Especially the students. The attire was cocktail or formal, and as you can see, we did our best to “blend.”

 

Okay, maybe not blend as much as SHINE!

Nina, Hassan & Amara

 

The Award

But, as much fun as dressing to the nines and posing for pictures was, that’s not really what the Gala is all about. The Gala is about the Vermont Book Award, and we were treated to some amazing writers, nine in all, sharing their work. When asked if the author I wanted to win was conferred the honor, I had to say that I didn’t really have a winner in mind. They were all fantastic.

First we heard Poetry from Sue Burton’s 2018 collection Box. Sue is an alum of VCFA’s own MFA in Writing program and lives in Burlington.

Michael Collier was next. The author of seven poetry collections has won several important prizes. He teaches creative writing at the University of Maryland.

Poet and fiction writer Anna Maria Hong followed. She has work in fifty+ anthologies and journals and teaches at Bennington College. Ms. Hong couldn’t attend, but past VBA recipient Kerrin McCadden read from Hong’s book Age Of Glass.
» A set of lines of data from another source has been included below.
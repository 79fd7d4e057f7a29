use crate::app::{App, AppScreen, Focus, PromptKind};
use crate::constants::{LANGUAGES, TASKS};
use crate::models::Submission;
use crossterm::event::{KeyCode, KeyEvent, KeyModifiers};

/// Routes a key event through the active screen. Returns a submission when
/// the composer produced one; the caller spawns the webhook task.
pub fn handle_key(app: &mut App, key: KeyEvent) -> Option<Submission> {
    match app.screen {
        AppScreen::QuitConfirm => {
            handle_quit_confirm_input(key, app);
            None
        }
        AppScreen::Quit => None,
        AppScreen::Chat => handle_chat_input(app, key),
    }
}

fn handle_chat_input(app: &mut App, key: KeyEvent) -> Option<Submission> {
    if app.prompt.is_some() {
        handle_prompt_input(app, key);
        return None;
    }

    match key.code {
        KeyCode::Tab => {
            app.focus = app.focus.next();
        }
        KeyCode::PageUp => app.scroll_up(),
        KeyCode::PageDown => app.scroll_down(),
        KeyCode::Enter => match app.focus {
            Focus::Tasks => {
                app.widget.select_task(TASKS[app.task_cursor].0);
            }
            Focus::Language => {
                app.widget.select_lang(LANGUAGES[app.lang_cursor].0);
            }
            Focus::Composer => {
                if key.modifiers.contains(KeyModifiers::ALT) {
                    app.widget.push_char('\n');
                } else {
                    return app.widget.begin_submission();
                }
            }
        },
        KeyCode::Up => match app.focus {
            Focus::Tasks => {
                app.task_cursor = app.task_cursor.saturating_sub(1);
            }
            Focus::Language => {
                app.lang_cursor = app.lang_cursor.saturating_sub(1);
            }
            Focus::Composer => app.scroll_up(),
        },
        KeyCode::Down => match app.focus {
            Focus::Tasks => {
                app.task_cursor = (app.task_cursor + 1).min(TASKS.len() - 1);
            }
            Focus::Language => {
                app.lang_cursor = (app.lang_cursor + 1).min(LANGUAGES.len() - 1);
            }
            Focus::Composer => app.scroll_down(),
        },
        KeyCode::Backspace => {
            if app.focus == Focus::Composer {
                app.widget.pop_char();
            }
        }
        KeyCode::Char(c) => {
            if key.modifiers.contains(KeyModifiers::CONTROL) {
                match c {
                    'c' => app.screen = AppScreen::QuitConfirm,
                    'o' => app.open_prompt(PromptKind::AttachFile),
                    'p' => app.open_prompt(PromptKind::AttachImage),
                    'u' => app.open_prompt(PromptKind::AttachUrl),
                    _ => {}
                }
            } else if app.focus == Focus::Composer {
                app.widget.push_char(c);
            } else if c == ' ' {
                // Space also confirms a sidebar selection
                match app.focus {
                    Focus::Tasks => app.widget.select_task(TASKS[app.task_cursor].0),
                    Focus::Language => app.widget.select_lang(LANGUAGES[app.lang_cursor].0),
                    Focus::Composer => {}
                }
            }
        }
        _ => {}
    }
    None
}

fn handle_prompt_input(app: &mut App, key: KeyEvent) {
    match key.code {
        KeyCode::Esc => {
            app.prompt = None;
        }
        KeyCode::Enter => {
            if let Some(prompt) = app.prompt.take() {
                let value = prompt.buffer.trim().to_string();
                if value.is_empty() {
                    return;
                }
                match prompt.kind {
                    PromptKind::AttachFile => match app.widget.attach_file(&value) {
                        Ok(()) => app.logs.add(format!("Attached file {}", value)),
                        Err(e) => app.widget.show_error(e.to_string()),
                    },
                    PromptKind::AttachImage => match app.widget.attach_image(&value) {
                        Ok(()) => app.logs.add(format!("Attached image {}", value)),
                        Err(e) => app.widget.show_error(e.to_string()),
                    },
                    PromptKind::AttachUrl => {
                        app.widget.attach_url(&value);
                        app.logs.add(format!("Attached link {}", value));
                    }
                }
            }
        }
        KeyCode::Backspace => {
            if let Some(prompt) = app.prompt.as_mut() {
                prompt.buffer.pop();
            }
        }
        KeyCode::Char(c) => {
            if let Some(prompt) = app.prompt.as_mut() {
                prompt.buffer.push(c);
            }
        }
        _ => {}
    }
}

pub fn handle_quit_confirm_input(key: KeyEvent, app: &mut App) {
    match key.code {
        KeyCode::Char('y') | KeyCode::Enter => {
            app.screen = AppScreen::Quit;
        }
        KeyCode::Char('n') | KeyCode::Esc => {
            app.screen = AppScreen::Chat;
        }
        _ => {}
    }
}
Next came another VCFA Alum, this time from the Writing for Children & Young Adults program. Daphne Kalmar read to us from her debut novel  A Stitch in Time. (I have to admit that, when asked which author I wanted the award to go to, Ms. Kalmar was a strong contender, and most of my classmates agreed. Her book cover rocked as well.)

 

Another Alum, Kekla Magoon (Writing for Children and Young Adults) followed, as did Rebekka Makkai,

 

 

Rounding out the readings were Leath Tonino and Tony Whedon.

 

 

 

 

 

 

Finally, However

The winner of this years Vermont Book Award, Jason Lutes blew us all away with his graphic novel Berlin. Lutes has been working on this graphic novel for over twenty years. A work of historical fiction that describes the fall of the Weimar Republic and rise of facism/Nazism in late 1920’s, early 1930’s Germany, this series of 22 magazines has been complied first into 3 books, and most recently into one complete book. The work has won high praise over the years, being called “one of the great epics of the comics medium,” and landing on Rolling Stones “50 Best Non-Superhero Graphic Novels”.

When Mr. Lutes took to the podium he commented that he didn’t have a speech prepared, since he didn’t think it was possible that a graphic novel could possibly win the award. He shouldn’t have been so surprised. The book is amazing, and he well deserves the honor.

and then…

The snow has been blanketing the ground here in Montpelier, stuck in its current cycle of snow/melt–snow/melt. There’s the Thanksgiving break followed by the last three weeks of the semester and the long winter break. Time has flown here at VCFA. It’s a great place to be.